# Usage
Ideally the only thing that needs to be changed is: 
- The start/end date of the data
- The data ingestion portion

The rest should be taken care of, assuming no bugs

# Data parameters

In [None]:
# define bounding box
lat_bottom, lat_top = 33.9, 34.2
lon_bottom, lon_top = -118.4, -118.0
extent = (lon_bottom, lon_top, lat_bottom, lat_top)

# input data shape
dim = 200
frames_per_sample = 5

# date range of data
start_date, end_date = "2024-12-01-00", "2024-12-31-23"

# Data ingestion and preprocessing

In [None]:
# python nonsense that allows you to import from sibling directories
import sys
sys.path.append("..")

import numpy as np
# split data
def train_test_split(X, train_size=0.75):
    split_idx = int(X.shape[0] * train_size)
    X_train, X_test = X[:split_idx], X[split_idx:]
    
    return X_train, X_test

# scale training data, then scale test data based on training data stats
from sklearn.preprocessing import StandardScaler
def std_scale(X_train, X_test):
    scaler = StandardScaler()
    scaled_train = scaler.fit_transform(X_train.reshape(-1, 1)).reshape(X_train.shape)
    scaled_test = scaler.transform(X_test.reshape(-1, 1)).reshape(X_test.shape)
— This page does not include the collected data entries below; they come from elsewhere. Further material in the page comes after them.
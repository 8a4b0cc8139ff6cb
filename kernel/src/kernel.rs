//! Kernel lifecycle: static pools, the idle task, hooks, and the public
//! entry points that glue the scheduler and synchronization primitives to
//! an architecture [`Port`].
//!
//! §4.10. `UNINIT -> INIT -> RUNNING (-> STOPPED)`. `init` is idempotent
//! only from `UNINIT`; `start` never returns on success.
use core::marker::PhantomData;

use crate::{
    config::{
        DEFAULT_STACK_SIZE, MAX_PRIORITY, MAX_TASKS, MIN_STACK_SIZE, STACK_CHECK,
        STACK_FILL_WORD, STACK_GUARD_WORD, TICK_RATE_HZ,
    },
    critical::{Cell, CriticalGuard},
    event_group::{EventGroupIndex, EventGroupPool, WaitMode},
    list::TaskIndex,
    mutex::{MutexIndex, MutexPool},
    port::Port,
    queue::{QueueIndex, QueuePool},
    sched::Scheduler,
    semaphore::{SemaphoreIndex, SemaphorePool},
    task::{BlockReason, TaskAttr, TaskId, TaskPool, TaskState},
    timer::{TimerCallback, TimerIndex, TimerList},
    Error, Result,
};

/// `Kernel`'s lifecycle state (§4.10). Distinct from [`TaskState`], which is
/// per-task.
#[derive(Debug, Clone, Copy, PartialEq, Eq)]
enum RunState {
    Uninit,
    Init,
    Running,
    Stopped,
}

/// Public mirror of [`RunState`], returned by [`Kernel::state`]. The
/// reference source's `kernel_get_state` is a collaborator-facing query, not
/// an internal scheduling detail, so it gets its own public type rather than
/// exposing `RunState` (which also needs to stay private so nothing outside
/// this module can forge a transition).
#[derive(Debug, Clone, Copy, PartialEq, Eq)]
pub enum KernelState {
    Uninit,
    Init,
    Running,
    Stopped,
}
    return scaled_train, scaled_test

In [None]:
# ingest data here; maiac, airnow, hrrr, etc.
X_1 = ... # replace X_1 with dataset; e.g. X_hrrr = HD.data

# train-test split
X_1_train, X_1_test = train_test_split(X_1, train_size=0.75)
X_airnow_train, X_airnow_test = train_test_split(X_airnow, train_size=0.75)
y_train, y_test = train_test_split(Y, train_size=0.75)

# scale dataset
X_1_train, X_1_test = std_scale(X_1_train, X_1_test)
...

# merge datasets into a 5D tensor
X_train = np.concatenate([...], axis=-1)
X_test = np.concatenate([...], axis=-1)

print(X_train.shape, X_test.shape)
print(y_train.shape, y_test.shape)

# Data visualization

In [None]:
import matplotlib.pyplot as plt

# Construct a figure on which we will visualize the images.
n_channels = X_train.shape[4]
fig, axes = plt.subplots(n_channels, 5, figsize=(10, 12))
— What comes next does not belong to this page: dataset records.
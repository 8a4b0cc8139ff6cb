//! Kernel error codes.
//!
//! The reference source represents these as small negative integers
//! (`KERNEL_ERR_*`). We keep the exact numbering so that a caller bridging to
//! the supervisor-call ABI (where the return value is a plain `i32` written
//! back into a stacked register) can reuse it directly.

/// An operation outcome. Unlike the many per-operation sub-error enums in
/// `r3_kernel` (`LockMutexError`, `WaitEventGroupTimeoutError`, ...), this
/// core exposes one flat kind, matching the reference source's single
/// `kernel_err_t`: the surface here is small enough that splitting by call
/// site would add ceremony without adding safety.
#[repr(i8)]
#[derive(Debug, Clone, Copy, PartialEq, Eq)]
pub enum Error {
    /// A parameter was out of range or otherwise invalid.
    Param = -1,
    /// The static pool has no free slot.
    NoMem = -2,
    /// A blocking call's timeout elapsed before the condition was met.
    Timeout = -3,
    /// A blocking call was attempted from interrupt context.
    Isr = -4,
    /// The object is not in a state that permits the operation (e.g. it was
    /// reset while the caller was blocked on it).
    State = -5,
    /// The object the caller was waiting on was deleted.
    Deleted = -6,
    /// A bounded resource (queue, semaphore) would exceed its capacity.
    Overflow = -7,
}

impl Error {
    /// The raw numeric code, as returned across the supervisor-call ABI.
    pub const fn code(self) -> i32 {
        self as i8 as i32
    }
}

pub type Result<T> = core::result::Result<T, Error>;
# plot channels of a random data sample
np.random.seed(42)
rand_sample = np.random.choice(range(len(X_train)), size=1)[0]
for c in range(n_channels):
    for idx, ax in enumerate(axes[c]):
        ax.imshow(np.squeeze(X_train[rand_sample, idx, :, :, c]))
        ax.set_title(f"Frame {idx + 1}")
        ax.axis("off")

# Print information and display the figure.
print(f"Displaying frames for example {rand_sample}.")
plt.show()

print("Target: ", y_train[rand_sample])

# Model

In [None]:
import tensorflow as tf
import keras
from keras.models import Sequential
from keras.models import Model
from keras.layers import Conv3D
from keras.layers import ConvLSTM2D
from keras.layers import BatchNormalization
from keras.layers import Convolution2D, MaxPooling3D, Flatten, Reshape
from keras.layers import TimeDistributed
from keras.layers import Dropout
from keras.layers import Dense
from keras.layers import InputLayer

tf.keras.backend.set_image_data_format('channels_last')

seq = Sequential()

seq.add(
    InputLayer(shape=(5, 200, 200, 6))
)

seq.add(
    ConvLSTM2D(
            filters=15, 
            kernel_size=(3, 3),
            padding='same', 
            return_sequences=True
    )
)

seq.add(
    ConvLSTM2D(
        filters=30, 
        kernel_size=(3, 3),
        padding='same', 
        return_sequences=True
    )
)

seq.add(
    Conv3D(
        filters=15, 
        kernel_size=(3, 3, 3),
        activation='relu',
        padding='same'    
    )
)

seq.add(
    Conv3D(
        filters=1, 
        kernel_size=(3, 3, 3),
        activation='relu',
        padding='same'
    )
)

seq.add(Flatten())

seq.add(Dense(3,activation='relu'))

seq.compile(loss='mean_absolute_error', optimizer='adam')
seq.summary()

In [None]:
seq.fit(X_train, y_train, batch_size=4, epochs=150)

# Evaluate

In [None]:
from skimage.metrics import mean_squared_error as mse

# hardcode sensor locations for now because using precomputed, saved .npy files for airnow
# otherwise, you can dynamically access the sensor locations with
# list(AD.air_sens_loc.keys())
air_sensor_loc = ["North Holywood", "Los Angeles - N. Main Street", "Compton"]

def rmse(y_pred, y_test):
    return np.sqrt(mse(y_pred, y_test))

def nrmse(y_pred, y_test):
    return rmse(y_pred, y_test) / np.mean(y_test) * 100
    
print("Input: Interpolated Previous PM2.5 Sensor data + HRRR-smoke data")
print("Output: Future PM 2.5 Sensor data at 6 Locations in LA County Hourly (Using 5 previous frames to predict 5 future frames) \n")

print("RESULTS")
print("---------------------------------------------------------------------------")
print(f"All Days All Locations - y_pred vs y_test Raw RMSE: {rmse(y_pred, y_test):.2f}")
print(f"All Days All Locations - y_pred vs y_test RMSE Percent Error of Mean: {nrmse(y_pred, y_test):.2f}%\n")

print("RESULTS BY FRAME")
print("---------------------------------------------------------------------------")
for i in range(5):
    print(f"Frame {i+1} (Hour {i+1}) All Locations - Raw RMSE: {rmse(y_pred[i,:], y_test[i,:]):.2f}")
    print(f"Frame {i+1} (Hour {i+1}) All Locations - RMSE Percent Error of Mean: {nrmse(y_pred[i,:], y_test[i,:]):.2f}%\n")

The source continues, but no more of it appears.